= Task to carry out =
Reproduce exactly, from the data that follows, the line with "let (key, flags) = &computed[0];", the line with "Some(4), None, Some(2))]);", and every line that lies between them.

━━━ Input data

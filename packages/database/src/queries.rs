//! Query and upsert-merge functions for the pipeline stores.
//!
//! Reads are filtered `SELECT`s decoded through `moosicbox_json_utils`'
//! `ToValue`. Writes are chunked multi-row `INSERT .. ON CONFLICT (year,
//! state, geography, endobrev) DO UPDATE` statements that update only the
//! columns owned by the writing stage, so concurrent stages enriching the
//! same key never clobber each other's fields.

use std::fmt::Write as _;

use moosicbox_json_utils::database::ToValue as _;
use pine_beetle_database_models::{
    GeoYearKey, GeoYearSummary, GeographyAxis, IndicatorFlags, PerTrapRates, PredictionRow,
    CalculatedFieldsRow, Season, SummarizedRow, SummaryFilter, UnsummarizedTrappingRow,
};
use switchy_database::{Database, DatabaseValue};

use crate::{DbError, PG_MAX_PARAMS};

/// Builds WHERE fragments and parameters for a [`SummaryFilter`] against
/// the given table qualifier (`""` or `"src."`).
///
/// Returns `(fragments, params, next_param_index)`.
pub(crate) fn filter_frags(
    filter: &SummaryFilter,
    qualifier: &str,
    geo_col: &str,
    start_idx: u32,
) -> (Vec<String>, Vec<DatabaseValue>, u32) {
    let mut frags = Vec::new();
    let mut params: Vec<DatabaseValue> = Vec::new();
    let mut idx = start_idx;

    if let Some(state) = &filter.state {
        frags.push(format!("{qualifier}state = ${idx}"));
        params.push(DatabaseValue::String(state.clone()));
        idx += 1;
    }

    if let Some(year) = filter.year {
        frags.push(format!("{qualifier}year = ${idx}"));
        params.push(DatabaseValue::Int32(year));
        idx += 1;
    }

    if let Some(min_year) = filter.min_year {
        frags.push(format!("{qualifier}year >= ${idx}"));
        params.push(DatabaseValue::Int32(min_year));
        idx += 1;
    }

    if let Some(max_year) = filter.max_year {
        frags.push(format!("{qualifier}year <= ${idx}"));
        params.push(DatabaseValue::Int32(max_year));
        idx += 1;
    }

    if let Some(geography) = &filter.geography {
        frags.push(format!("{qualifier}{geo_col} = ${idx}"));
        params.push(DatabaseValue::String(geography.clone()));
        idx += 1;
    }

    (frags, params, idx)
}
#![cfg_attr(feature = "fail-on-warnings", deny(warnings))]
#![warn(clippy::all, clippy::pedantic, clippy::nursery, clippy::cargo)]
#![allow(clippy::multiple_crate_versions)]

//! The aggregation-and-prediction pipeline.
//!
//! Turns raw weekly trap records into per-geography-per-year summaries,
//! folds in external spot counts, materializes cross-year lookback fields,
//! derives readiness indicators, and invokes the R outbreak model. Every
//! stage is written once over [`GeographyAxis`] and instantiated for both
//! the county and ranger-district axes; the two axes run concurrently while
//! stages within an axis run strictly in dependency order.
//!
//! [`GeographyAxis`]: pine_beetle_database_models::GeographyAxis

pub mod aggregate;
pub mod calculated;
pub mod indicators;
pub mod offset;
pub mod orchestrator;
pub mod predictions;
pub mod spots;

pub use aggregate::ROUND_EPSILON;
pub use orchestrator::{
    AxisRunSummary, DEFAULT_CUTOFF_YEAR, PipelineRunSummary, run_all, run_state_year,
};
pub use predictions::CLERIDST1_DEFAULT;

use pine_beetle_rmodel::ModelError;
use thiserror::Error;

/// Errors that can occur while running the pipeline.
#[derive(Debug, Error)]
pub enum PipelineError {
    /// Store operation failed.
    #[error("Database error: {0}")]
    Database(#[from] pine_beetle_database::DbError),

    /// External model invocation failed.
    #[error("Model error: {0}")]
    Model(#[from] ModelError),

    /// Caller-supplied input was invalid.
    #[error("Bad request: {message}")]
    BadRequest {
        /// What was wrong with the request.
        message: String,
    },

    /// A referenced geography-year does not exist.
    #[error("Not found: {message}")]
    NotFound {
        /// What was missing.
        message: String,
    },
}

impl PipelineError {
    /// Machine-readable error category, mirroring the response-type taxonomy
    /// callers key on.
    #[must_use]
    pub const fn category(&self) -> &'static str {
        match self {
            Self::BadRequest { .. } | Self::Model(ModelError::InvalidInput { .. }) => {
                "BAD_REQUEST"
            }
            Self::NotFound { .. } => "NOT_FOUND",
            Self::Database(_) | Self::Model(_) => "INTERNAL_ERROR",
        }
    }
}

#[cfg(test)]
mod tests {
    use super::*;

    #[test]
    fn invalid_model_input_is_bad_request() {
        let err = PipelineError::Model(ModelError::InvalidInput {
            index: 0,
            reason: "SPB is negative".to_string(),
        });
        assert_eq!(err.category(), "BAD_REQUEST");
    }

    #[test]
    fn result_count_mismatch_is_internal() {
        let err = PipelineError::Model(ModelError::ResultCount {
            expected: 2,
            actual: 1,
        });
        assert_eq!(err.category(), "INTERNAL_ERROR");
    }

    #[test]
    fn not_found_category() {
        let err = PipelineError::NotFound {
            message: "no such geography-year".to_string(),
        };
        assert_eq!(err.category(), "NOT_FOUND");
    }
}
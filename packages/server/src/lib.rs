#![cfg_attr(feature = "fail-on-warnings", deny(warnings))]
#![warn(clippy::all, clippy::pedantic, clippy::nursery, clippy::cargo)]
#![allow(clippy::multiple_crate_versions, clippy::cargo_common_metadata)]

//! Actix-Web API server for the pine beetle prediction pipeline.
//!
//! Exposes the two pipeline entry points (`run all` and `run state+year`)
//! plus filterable read access to the summarized geography-year data for
//! researchers. Ingestion, CSV upload/download, and authentication live in
//! separate collaborating services.

mod handlers;

use actix_cors::Cors;
use actix_web::{App, HttpServer, middleware, web};
use pine_beetle_database::{db, run_migrations};
use pine_beetle_rmodel::ModelConfig;
use std::sync::Arc;
use switchy_database::Database;

/// Shared application state.
pub struct AppState {
    /// Database connection.
    pub db: Arc<dyn Database>,
    /// R script locations and subprocess settings.
    pub model: ModelConfig,
}

/// Starts the pipeline API server.
///
/// Connects to the database, runs migrations, and serves the HTTP API.
/// This is a regular async function — the caller provides the async
/// runtime (e.g. via `#[actix_web::main]`).
///
/// # Errors
///
/// Returns an `std::io::Result` error if the HTTP server fails to bind or
/// encounters a runtime error.
///
/// # Panics
///
/// Panics if the database connection or migrations fail at startup.
#[allow(clippy::future_not_send)]
pub async fn run_server() -> std::io::Result<()> {
    log::info!("Connecting to database...");
    let db_conn = db::connect_from_env()
        .await
        .expect("Failed to connect to database");

    log::info!("Running migrations...");
    run_migrations(db_conn.as_ref())
        .await
        .expect("Failed to run migrations");

    let state = web::Data::new(AppState {
        db: Arc::from(db_conn),
        model: ModelConfig::from_env(),
    });

    let bind_addr = std::env::var("BIND_ADDR").unwrap_or_else(|_| "127.0.0.1".to_string());
    let port: u16 = std::env::var("PORT")
        .ok()
        .and_then(|p| p.parse().ok())
        .unwrap_or(8080);

    log::info!("Starting server on {bind_addr}:{port}");

    HttpServer::new(move || {
        let cors = Cors::permissive();

        App::new()
            .wrap(cors)
            .wrap(middleware::Logger::default())
            .app_data(state.clone())
            .service(
                web::scope("/api")
                    .route("/health", web::get().to(handlers::health))
                    .route("/pipeline", web::get().to(handlers::run_pipeline))
                    .route(
                        "/summarized-counties",
                        web::get().to(handlers::summarized_counties),
                    )
                    .route(
                        "/summarized-rangerdistricts",
                        web::get().to(handlers::summarized_ranger_districts),
                    ),
            )
    })
    .bind((bind_addr, port))?
    .run()
    .await
}
//! Indicator pass: derives the four 0/1 readiness flags from field
//! presence on each summarized row.
//!
//! The cheapest stage in the pipeline — pure null-checks, no arithmetic —
//! but it gates the prediction generator via `is_valid_for_prediction`.

use pine_beetle_database_models::{
    GeoYearKey, GeographyAxis, IndicatorFlags, SummarizedRow, SummaryFilter,
};
use switchy_database::Database;

use crate::PipelineError;

/// Computes indicator flags for every row with a complete compound key.
/// Rows missing a key component cannot be written back and are skipped.
#[must_use]
pub fn compute_indicators(rows: &[SummarizedRow]) -> Vec<(GeoYearKey, IndicatorFlags)> {
    rows.iter()
        .filter_map(|row| {
            let key = row.key()?;
            let flags = IndicatorFlags::from_fields(
                row.spb_per2_weeks,
                row.spotst0,
                row.spotst1,
                row.spotst2,
            );
            Some((key, flags))
        })
        .collect()
}

/// Recomputes and upsert-merges indicator flags for all rows in scope.
/// Returns the number of rows written.
///
/// # Errors
///
/// Returns [`PipelineError`] if a store operation fails.
pub async fn run(
    db: &dyn Database,
    axis: GeographyAxis,
    filter: &SummaryFilter,
) -> Result<u64, PipelineError> {
    let rows = pine_beetle_database::queries::fetch_summarized(db, axis, filter, false).await?;
    let indicators = compute_indicators(&rows);

    log::info!("Computed indicators for {} {axis} rows", indicators.len());

    pine_beetle_database::queries::upsert_indicators(db, axis, &indicators).await?;

    Ok(indicators.len() as u64)
}

#[cfg(test)]
mod tests {
    use super::*;

    fn row(
        spb_per2_weeks: Option<f64>,
        spotst0: Option<i64>,
        spotst1: Option<i64>,
        spotst2: Option<i64>,
    ) -> SummarizedRow {
        SummarizedRow {
            year: 2021,
            state: Some("GA".to_string()),
            geography: Some("Alpha".to_string()),
            endobrev: Some(1),
            spb_per2_weeks,
            spotst0,
            spotst1,
            spotst2,
            ..SummarizedRow::default()
        }
    }

    #[test]
    fn flags_follow_field_presence() {
        let computed = compute_indicators(&[row(Some(10.0), Some(4), Some(1), Some(2))]);
        assert_eq!(computed.len(), 1);

        let (key, flags) = &computed[0];
        assert_eq!(key.geography, "Alpha");
        assert!(flags.has_spb_trapping);
        assert!(flags.is_valid_for_prediction);
        assert!(flags.has_spotst0);
        assert!(flags.has_prediction_and_outcome);
    }

    #[test]
    fn missing_lookback_blocks_prediction() {
        let computed = compute_indicators(&[row(Some(10.0), Some(4), None, Some(2))]);
        let (_, flags) = &computed[0];
        assert!(flags.has_spb_trapping);
        assert!(!flags.is_valid_for_prediction);
        assert!(!flags.has_prediction_and_outcome);
    }

    #[test]
    fn incomplete_key_is_skipped() {
        let mut incomplete = row(Some(10.0), None, None, None);
        incomplete.state = None;
        assert!(compute_indicators(&[incomplete]).is_empty());
    }
}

━━━━━━

= Task solution =
        let (key, flags) = &computed[0];
        assert_eq!(key.geography, "Alpha");
        assert!(flags.has_spb_trapping);
        assert!(flags.is_valid_for_prediction);
        assert!(flags.has_spotst0);
        assert!(flags.has_prediction_and_outcome);
    }

    #[test]
    fn missing_lookback_blocks_prediction() {
        let computed = compute_indicators(&[row(Some(10.0), Some(4), None, Some(2))]);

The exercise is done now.